In a joint statement, Reps. Mike Rogers (R.-Mich.), chairman of the House Permanent Select Committee on Intelligence, and Dutch Ruppersberger (D.-Md.), the panel's top Democrat, said that a preliminary review of the issue "suggests that the threat to the supply chain constitutes a rising national security concern of the highest priority."
"This investigation will review the extent to which these companies provide the Chinese government an opportunity for greater foreign espionage, threaten our critical infrastructure, and further the opportunity for Chinese economic espionage," the statement said. "The committee will also review whether the United States government--including the collection resources of the intelligence community--are appropriately focused on discovering the full scope of the Chinese threat and developing mitigation measures to ensure the security of our nation's telecommunications networks."

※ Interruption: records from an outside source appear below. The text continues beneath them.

#![deny(missing_docs)]
//! A command-line interface for the filesafe service.

use clap::{Parser, Subcommand};
use log::{error, info};
use std::path::{Path, PathBuf};
use std::process;

use filesafe_core::config::{self, MailConfig, OtpConfig};
use filesafe_core::error::Error;
use filesafe_core::gateway;
use filesafe_core::keystore::KeyMaterial;
use filesafe_core::mailer::{self, OtpSender, SmtpMailer};
use filesafe_core::totp;

#[derive(Parser)]
#[command(author, version, about, long_about = None)]
#[command(
    after_help = "EXAMPLES:\n  \n# Encrypt a file into the downloads directory\nfilesafe-cli encrypt ./report.pdf\n\n# Decrypt an artifact back in place\nfilesafe-cli decrypt ./uploads/report.pdf.encrypted\n\n# Email a one-time code\nfilesafe-cli send-otp user@example.com"
)]
struct Cli {
    /// Path to the symmetric key file. Created on first use if absent.
    #[arg(long, global = true)]
    key_file: Option<PathBuf>,

    #[command(subcommand)]
    command: Commands,
}

#[derive(Subcommand)]
enum Commands {
    /// Encrypt a file, writing the artifact to the downloads directory
    Encrypt {
        /// Path of the file to encrypt
        path: String,

        /// Directory to write the encrypted artifact into
        #[arg(short, long, value_name = "DIR")]
        output_dir: Option<PathBuf>,
    },
    /// Decrypt an encrypted artifact back to its original bytes
    Decrypt {
        /// Path of the artifact to decrypt
        path: String,
    },
    /// Derive a one-time code and email it to the recipient
    SendOtp {
        /// Recipient email address
        email: String,
    },
}

fn main() {
    dotenvy::dotenv().ok();
    env_logger::init();
    let cli = Cli::parse();

    let base = config::data_dir();
    let key_path = cli
        .key_file
        .clone()
        .unwrap_or_else(|| config::key_file(&base));

    match &cli.command {
        Commands::Encrypt { path, output_dir } => {
            let key = load_key(&key_path);
            let dir = output_dir
                .clone()
                .unwrap_or_else(|| config::download_dir(&base));
            match gateway::encrypt_file(&key, path, &dir) {
                Ok(file_name) => {
                    println!("Encrypted '{}' to '{}'", path, dir.join(file_name).display());
                }
                Err(e) => fail(&e),
            }
        }
        Commands::Decrypt { path } => {
            let key = load_key(&key_path);
            match gateway::decrypt_file(&key, path) {
                Ok(output) => {
                    println!("Decrypted '{}' to '{}'", path, output.display());
                }
                Err(e) => fail(&e),
            }
        }
        Commands::SendOtp { email } => {
            if let Err(e) = mailer::validate_email(email) {
                fail(&e);
            }
            let otp_config = OtpConfig::from_env().unwrap_or_else(|e| fail(&e));
            let secret = totp::decode_secret(&otp_config.secret).unwrap_or_else(|e| fail(&e));
            let code = totp::totp_now(&secret, otp_config.step, otp_config.digits);
            info!("derived a {}-digit code for {email}", otp_config.digits);

            let mail_config = MailConfig::from_env().unwrap_or_else(|e| fail(&e));
            match SmtpMailer::new(mail_config).send(&code, email) {
                Ok(()) => println!("Generated OTP: {code} sent to {email}"),
                Err(e) => fail(&e),
            }
        }
    }
}

fn load_key(path: &Path) -> KeyMaterial {
    KeyMaterial::load_or_generate(path).unwrap_or_else(|e| {
        error!("Failed to load the encryption key: {e}");
        process::exit(1);
    })
}

fn fail(e: &Error) -> ! {
    error!("{e}");
    process::exit(1);
}
#![allow(missing_docs)]
use filesafe_core::otp_store::OtpStore;

const TTL: u64 = 30;

#[test]
fn test_code_verifies_within_its_window() {
    let mut store = OtpStore::new();
    store.issue_at("a@x.com", "123456".into(), 1_000, TTL);

    // Accepted right up to the expiry instant itself.
    assert!(store.verify_at("123456", 1_000 + TTL));
    assert!(store.is_empty());
}

#[test]
fn test_code_expires_after_its_window() {
    let mut store = OtpStore::new();
    store.issue_at("a@x.com", "123456".into(), 1_000, TTL);

    assert!(!store.verify_at("123456", 1_000 + TTL + 1));
    // The expired record was dropped by the scan itself.
    assert!(store.is_empty());
}

#[test]
fn test_code_is_single_use() {
    let mut store = OtpStore::new();
    store.issue_at("a@x.com", "123456".into(), 0, TTL);

    assert!(store.verify_at("123456", 10));
    assert!(!store.verify_at("123456", 11));
}

#[test]
fn test_reissue_overwrites_the_previous_code() {
    let mut store = OtpStore::new();
    store.issue_at("a@x.com", "111111".into(), 0, TTL);
    store.issue_at("a@x.com", "222222".into(), 5, TTL);

    assert_eq!(store.len(), 1);
    assert!(!store.verify_at("111111", 10));
    assert!(store.verify_at("222222", 10));
}

#[test]
fn test_unknown_code_is_rejected_without_consuming_records() {
    let mut store = OtpStore::new();
    store.issue_at("a@x.com", "123456".into(), 0, TTL);

    assert!(!store.verify_at("654321", 10));
    assert_eq!(store.len(), 1);
}

#[test]
fn test_scan_matches_on_code_value_across_emails() {
    // Codes derive from a shared secret and time bucket, so two recipients
    // in one bucket hold the same code; the scan consumes whichever record
    // it meets first.
    let mut store = OtpStore::new();
    store.issue_at("a@x.com", "123456".into(), 0, TTL);
    store.issue_at("b@y.com", "123456".into(), 0, TTL);

    assert!(store.verify_at("123456", 10));
    assert_eq!(store.len(), 1);
    assert!(store.verify_at("123456", 10));
    assert!(store.is_empty());
}

#[test]
fn test_expired_records_do_not_satisfy_a_matching_code() {
    let mut store = OtpStore::new();
    store.issue_at("a@x.com", "123456".into(), 0, TTL);
    store.issue_at("b@y.com", "999999".into(), 100, TTL);

    // a's record matches the code but is long expired; the scan must drop
    // it and still reject.
    assert!(!store.verify_at("123456", 120));
    assert_eq!(store.len(), 1);
}

#[test]
fn test_sweep_expired_drops_only_dead_records() {
    let mut store = OtpStore::new();
    store.issue_at("a@x.com", "111111".into(), 0, TTL);
    store.issue_at("b@y.com", "222222".into(), 50, TTL);
    store.issue_at("c@z.com", "333333".into(), 100, TTL);

    assert_eq!(store.sweep_expired(90), 2);
    assert_eq!(store.len(), 1);
    assert!(store.verify_at("333333", 110));
}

The statement drew a shark rebuke from the Chinese Foreign Ministry as well as the companies, which have long denied ties to the Chinese government and military and have argued they pose no national security threat. Chinese companies operate "totally on market principles" and China hopes the U.S. won't "politicize" economic relations, Foreign Ministry spokesman Liu Weimin said, according to Bloomberg.
Huawei spokesperson William Plummer told the BBC that the company--the second largest equipment vendor in the world--delivers equipment to 90 percent of the top 50 telecommunications service providers and that there has been "zero security incidents" with any of them. ZTE said in a statement that it is a publicly-traded company committed to transparency and is confident that "a fair review will further demonstrate ZTE is a trustworthy and law-abiding partner for all U.S. carriers and their customers."
The latest tension between the U.S. government and Huawei and ZTE came after ZTE, in a stark reversal, said it will not abandon plans to try and enter the U.S. network infrastructure market with Tier 1 carriers. "Although we have been blocked by the U.S. government, we just can't give up breaking into the U.S. market because its size is huge and per-capita spending is high," Richard Ye, senior director of wireless-product operations, told Dow Jones Newswires this week.
Last month the U.S. Commerce Department decided to block Huawei from participating in the construction of a nationwide, interoperable public-safety LTE network. The government said the decision was based on national security and declined to elaborate. Huawei has since been pushing back strongly against the decision.